### Exercise requirements
Which lines of the data contain the string "record"? Show each of them.

### Data
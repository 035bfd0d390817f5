use crate::error::{ErrorResponse, HttpAppError};
use crate::services::upload::UploadCoordinator;
use crate::state::AppState;
use axum::{
    extract::{
        multipart::{Multipart, MultipartRejection},
        Path, State,
    },
    http::HeaderMap,
    Json,
};
use std::sync::Arc;
use tubely_core::Video;

#[utoipa::path(
    put,
    path = "/thumbnails/{id}",
    tag = "thumbnails",
    params(
        ("id" = String, Path, description = "Video record ID")
    ),
    request_body(content = inline(Object), content_type = "multipart/form-data", description = "Image file in the `thumbnail` field"),
    responses(
        (status = 200, description = "Thumbnail stored and record updated", body = Video),
        (status = 400, description = "Invalid identifier, payload, or media type", body = ErrorResponse),
        (status = 401, description = "Missing or invalid credential, or not the owner", body = ErrorResponse),
        (status = 404, description = "Video record not found", body = ErrorResponse),
        (status = 500, description = "Storage or record update failure", body = ErrorResponse)
    ),
    security(("bearer_token" = []))
)]
pub async fn upload_thumbnail(
    State(state): State<Arc<AppState>>,
    Path(id): Path<String>,
    headers: HeaderMap,
    multipart: Result<Multipart, MultipartRejection>,
) -> Result<Json<Video>, HttpAppError> {
    let video = UploadCoordinator::new(&state)
        .upload_thumbnail(&id, &headers, multipart)
        .await?;

    Ok(Json(video))
}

### Task output
        ("id" = String, Path, description = "Video record ID")
        (status = 200, description = "Thumbnail stored and record updated", body = Video),
        (status = 404, description = "Video record not found", body = ErrorResponse),
        (status = 500, description = "Storage or record update failure", body = ErrorResponse)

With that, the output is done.